The investment was made in the last eight months and it involved pooled money from several people that added up to a dollar amount in the single-digit millions. It's believed to have all been lost after Rothtein's Ponzi scheme collapsed nearly three weeks ago.

When the investor met Rothstein in his inner sanctum on the 16th floor of the Bank of America building, RRA general counsel David Boden was present. Though Boden is unlicensed to practice law in Florida, he was deeply involved in the deal and negotiated the final papers with the investors' lawyers.  

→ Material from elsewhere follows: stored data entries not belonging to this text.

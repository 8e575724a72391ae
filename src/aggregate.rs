//! Global pass over all towns: nation totals and the founding date range.
//!
//! Both are only meaningful once every town has been seen, so they are built
//! together into a [`GlobalStats`] value that color resolution reads.

use rayon::prelude::*;
use serde::Serialize;
use std::collections::HashMap;

use crate::types::Town;

#[derive(Debug, Clone, Copy, Default, PartialEq, Serialize)]
#[serde(rename_all = "camelCase")]
pub struct NationTotals {
    pub population: usize,
    pub area_chunks: f64,
}

#[derive(Debug, Clone, Default, PartialEq)]
pub struct NationTable {
    totals: HashMap<String, NationTotals>,
}

impl NationTable {
    pub fn new() -> Self {
        Self::default()
    }

    /// Totals for a nation, zero when it is unknown.
    pub fn get(&self, nation: &str) -> NationTotals {
        self.totals.get(nation).copied().unwrap_or_default()
    }

    pub fn for_town(&self, town: &Town) -> NationTotals {
        town.nation().map(|n| self.get(n)).unwrap_or_default()
    }

    pub fn len(&self) -> usize {
        self.totals.len()
    }

    pub fn is_empty(&self) -> bool {
        self.totals.is_empty()
    }

    pub fn iter(&self) -> impl Iterator<Item = (&str, &NationTotals)> {
        self.totals.iter().map(|(name, totals)| (name.as_str(), totals))
    }

    pub fn add(&mut self, nation: &str, population: usize, area_chunks: f64) {
        let entry = self.totals.entry(nation.to_string()).or_default();
        entry.population += population;
        entry.area_chunks += area_chunks;
    }

    fn add_town(mut self, town: &Town) -> Self {
        if let Some(nation) = town.nation().filter(|n| !n.is_empty()) {
            self.add(nation, town.population, town.area_chunks);
        }
        self
    }

    fn merge(mut self, other: NationTable) -> Self {
        for (nation, totals) in other.totals {
            self.add(&nation, totals.population, totals.area_chunks);
        }
        self
    }
}

/// Sums population and claimed chunks per nation. Partial tables are built
/// in parallel and merged, so input order never matters.
pub fn aggregate(towns: &[Town]) -> NationTable {
    towns
        .par_iter()
        .fold(NationTable::new, NationTable::add_town)
        .reduce(NationTable::new, NationTable::merge)
}

/// Oldest and newest founding dates, Unix milliseconds.
#[derive(Debug, Clone, Copy, PartialEq, Eq, Serialize)]
pub struct DateRange {
    pub min: i64,
    pub max: i64,
}

impl DateRange {
    pub fn from_timestamps<I: IntoIterator<Item = i64>>(timestamps: I) -> Option<Self> {
        timestamps.into_iter().fold(None, |range, ts| {
            Some(match range {
                None => DateRange { min: ts, max: ts },
                Some(DateRange { min, max }) => DateRange {
                    min: min.min(ts),
                    max: max.max(ts),
                },
            })
        })
    }

    pub fn is_degenerate(&self) -> bool {
        self.min == self.max
    }
}

#[derive(Debug, Clone, Default, PartialEq)]
pub struct GlobalStats {
    pub nations: NationTable,
    /// `None` when no town has a readable founding date.
    pub dates: Option<DateRange>,
}

impl GlobalStats {
    pub fn collect(towns: &[Town]) -> Self {
        Self {
            nations: aggregate(towns),
            dates: DateRange::from_timestamps(towns.iter().filter_map(|t| t.founded_at)),
        }
    }
}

The investor said it was Boden who led him into Rothstein's "administrative corridor" and, after being held up at Rothstein's door for some time, they were allowed into Rothstein's office. That's when Rothstein, bedecked in one of his trademark Tom James suits, went into a spiel that, over the years in various forms and with different kinds of bait, is believed to have helped him raise a billion dollars.

In what the investor called a persuasive and profane pitch, Rothstein led off by telling him that RRA was the

preeminent sexual harassment law firm in the country.

"Rothstein is talking about how he's got former customs agents and police officers working for him when they are going to file a lawsuit," said the investor. "He said, 'We get our best research by digging through garbage.' He said he'd figured out a basic formula which was that someone with $10 million net worth was usually willing to pay $2 million in cash to pay off their mistress."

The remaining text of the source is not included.